Amerikancılar varsa, Almancılar niye olmasın?

“Ortalık dolu” dedik. Misal: Thilo Sarrazin gibi, yazdıklarını faşizan duyarlılıkları kaşıyarak sunan ünlü kitap zenginini, şu sıralarda, kitapları dilimize de çevrilmiş bir Almanya delisi, Akif Pirinçci, Almanya’yı, daha doğrusu “Germania”yı kutsayan ve yere göğe koyamayan kitabıyla (“Deutschland von Sinnen”) izliyor. “Güzeller güzeli Almanya”ya “Kafayı mı yedin?”diye soran, “gelişmemiş yabancıların” bu ülkeyi kirlettiğini savunan, tam bir Almanya manyası içinde birbirinden bayağı sayıklamalarla doldurduğu kitabı son bir aydır “Amazon”un satış listelerini de zorlamaya başlayan bu “Türk asıllı örnek Alman”ın öyküsü başlı başına bir değiniyi hak ediyor.

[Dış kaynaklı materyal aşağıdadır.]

//! Object store construction for each backend.

use object_store::gcp::{GoogleCloudStorageBuilder, GoogleConfigKey};
use object_store::local::LocalFileSystem;
use object_store::path::Path;
use object_store::{ObjectStore, RetryConfig};
use snafu::prelude::*;
use std::collections::HashMap;
use std::sync::Arc;
use tracing::debug;

use crate::error::{GcsConfigSnafu, StorageError};

use super::BackendConfig;

/// A GCS bucket, optionally narrowed to a key prefix.
#[derive(Debug, Clone, PartialEq, Eq)]
pub struct GcsConfig {
    pub bucket: String,
    pub key: Option<Path>,
}

/// A directory on the local filesystem, used for development runs and tests.
///
/// The directory need not exist. Objects are addressed below `prefix` on a
/// store rooted at `/`, and parent directories are created on write.
#[derive(Debug, Clone, PartialEq, Eq)]
pub struct LocalConfig {
    pub path: String,
    pub prefix: Path,
}

impl LocalConfig {
    pub fn new(path: impl Into<String>) -> Self {
        let path = path.into();
        Self {
            prefix: Path::from(path.as_str()),
            path,
        }
    }
}

impl BackendConfig {
    /// Build the object store and its canonical URL.
    ///
    /// GCS credentials come from the environment (ADC,
    /// `GOOGLE_SERVICE_ACCOUNT*`) unless `options` overrides them, e.g. with
    /// `google_service_account`. Options are ignored for local directories.
    pub(crate) async fn build(
        &self,
        options: &HashMap<String, String>,
    ) -> Result<(Arc<dyn ObjectStore>, String), StorageError> {
        match self {
            BackendConfig::Gcs(gcs) => {
                let store: Arc<dyn ObjectStore> = Arc::new(gcs_store(&gcs.bucket, options)?);
                let url = match &gcs.key {
                    Some(key) => format!("gs://{}/{key}", gcs.bucket),
                    None => format!("gs://{}", gcs.bucket),
                };
                Ok((store, url))
            }
            BackendConfig::Local(local) => {
                let store: Arc<dyn ObjectStore> = Arc::new(LocalFileSystem::new());
                Ok((store, format!("file://{}", local.path)))
            }
        }
    }
}

fn gcs_store(
    bucket: &str,
    options: &HashMap<String, String>,
) -> Result<impl ObjectStore, StorageError> {
    let mut builder = GoogleCloudStorageBuilder::from_env()
        .with_bucket_name(bucket)
        .with_retry(RetryConfig::default());

    if let Ok(key) = std::env::var("GOOGLE_SERVICE_ACCOUNT_KEY") {
        debug!(bucket, "Using service account key from GOOGLE_SERVICE_ACCOUNT_KEY");
        builder = builder.with_service_account_key(&key);
    }

    for (key, value) in options {
        let key: GoogleConfigKey = key.parse().context(GcsConfigSnafu)?;
        builder = builder.with_config(key, value);
    }

    builder.build().context(GcsConfigSnafu)
}
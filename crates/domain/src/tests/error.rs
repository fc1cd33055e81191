// Copyright (C) 2026 Fred Clausen
// Use of this source code is governed by an MIT-style
// license that can be found in the LICENSE file or at
// https://opensource.org/licenses/MIT.

use crate::{AssignmentId, CategoryId, DomainError, UserId};

#[test]
fn test_domain_error_display() {
    let err: DomainError = DomainError::InvalidUserId(String::from("test"));
    assert_eq!(format!("{err}"), "Invalid user id: test");

    let err: DomainError = DomainError::InvalidName(String::from("test"));
    assert_eq!(format!("{err}"), "Invalid name: test");

    let err: DomainError = DomainError::InvalidWeight { weight: 120 };
    assert_eq!(
        format!("{err}"),
        "Invalid category weight 120: must be between 0 and 100"
    );

    let err: DomainError = DomainError::DuplicateStudent(UserId::new("s1"));
    assert_eq!(format!("{err}"), "Student 's1' is already enrolled");

    let err: DomainError = DomainError::DuplicateCategory(CategoryId::new("hw"));
    assert_eq!(format!("{err}"), "Assignment category 'hw' already exists");

    let err: DomainError = DomainError::DuplicateAssignment(AssignmentId::new("hw1"));
    assert_eq!(format!("{err}"), "Assignment 'hw1' already exists");

    let err: DomainError = DomainError::DuplicateSubmission {
        assignment: AssignmentId::new("hw1"),
        student: UserId::new("s1"),
    };
    assert_eq!(
        format!("{err}"),
        "Submission for assignment 'hw1' by 's1' already exists"
    );

    let err: DomainError = DomainError::RoleNotHeld {
        user: UserId::new("s1"),
        role: String::from("Professor"),
    };
    assert_eq!(format!("{err}"), "User 's1' does not hold role Professor");

    let err: DomainError = DomainError::LastRoleOfEnrolledStudent(UserId::new("s1"));
    assert_eq!(
        format!("{err}"),
        "Cannot revoke the last role of enrolled student 's1'"
    );

    let err: DomainError = DomainError::LastRoleOfReferencedUser(UserId::new("s1"));
    assert_eq!(
        format!("{err}"),
        "Cannot revoke the last role of 's1': submissions or grades still reference them"
    );
}

#[test]
fn test_domain_error_equality() {
    let a: DomainError = DomainError::DuplicateStudent(UserId::new("s1"));
    let b: DomainError = DomainError::DuplicateStudent(UserId::new("s1"));
    let c: DomainError = DomainError::DuplicateStudent(UserId::new("s2"));

    assert_eq!(a, b);
    assert_ne!(a, c);
}
// Copyright (C) 2026 Fred Clausen
// Use of this source code is governed by an MIT-style
// license that can be found in the LICENSE file or at
// https://opensource.org/licenses/MIT.

#![allow(clippy::expect_used, clippy::unwrap_used)]

mod error;
mod policy;
mod validation;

Küçük bir yayınevinde çıkan ve yerleşik medyanın büyük tepkisini alan Almanya ve Almanlık güzellemesi kitabının kendisine iyi para kazandırması kimseyi şaşırtmayacak bu yazar, Akif Pirinçci, birçok açıdan Almanya-Türkiye ilişkisini aydınlatıyor aslında.

Ortada bir sürpriz yok.

Paris’in, Alstom adlı Fransız devinin General Electric’in eline geçmemesi için Siemens’i göreve çağırdığı zamanlardan geçiyoruz. Avrupa Almanyası, yaşlı kıtanın her yerinde ve bu kıtaya bağlı her coğrafyada, elbette geniş arka bahçesindeki Balkanlar-Türkiye-İran hattı ve çevresinde de, ağırlığını hissettiriyor. Hissettirmesi gerekecek.

Kötülüklerinden değil. Kendileri pek iyi ruhlu olabilirler. Sonuçta sermayenin yasalarına boyun eğmek zorundalar.

Ama herhalde en acımasız kader, bir din adamının, yıktığı ve iltihakını gerçekleştirdiği cumhuriyetin ardından yeni ve büyüyen cumhuriyetin başına geçince, uzaklardaki bir başka cumhuriyet yıkıcısına, kendisi gibi dindar/dinci bir demokrat olan Erdoğan’a, demokrasi dersi vermesidir. Joachim Gauck “Buralar bizden sorulur hemşerim!” demiş oldu “lisan-ı münasip”le. Belki de, Türk mevkidaşlarına, içinde yetiştikleri cumhuriyeti yıkarken dikkatli olmalarını, ipin ucunu kaçırırlarsa kendilerini Berlin veya Washington gibi merkezlerin de kurtaramayacağını hatırlatmaya çalıştı. Gauck, farklı koşulların ürünü de olsa, son tahlilde biraz daha derli toplu bir Gülen-Erdoğan tipolojisidir. Değil midir?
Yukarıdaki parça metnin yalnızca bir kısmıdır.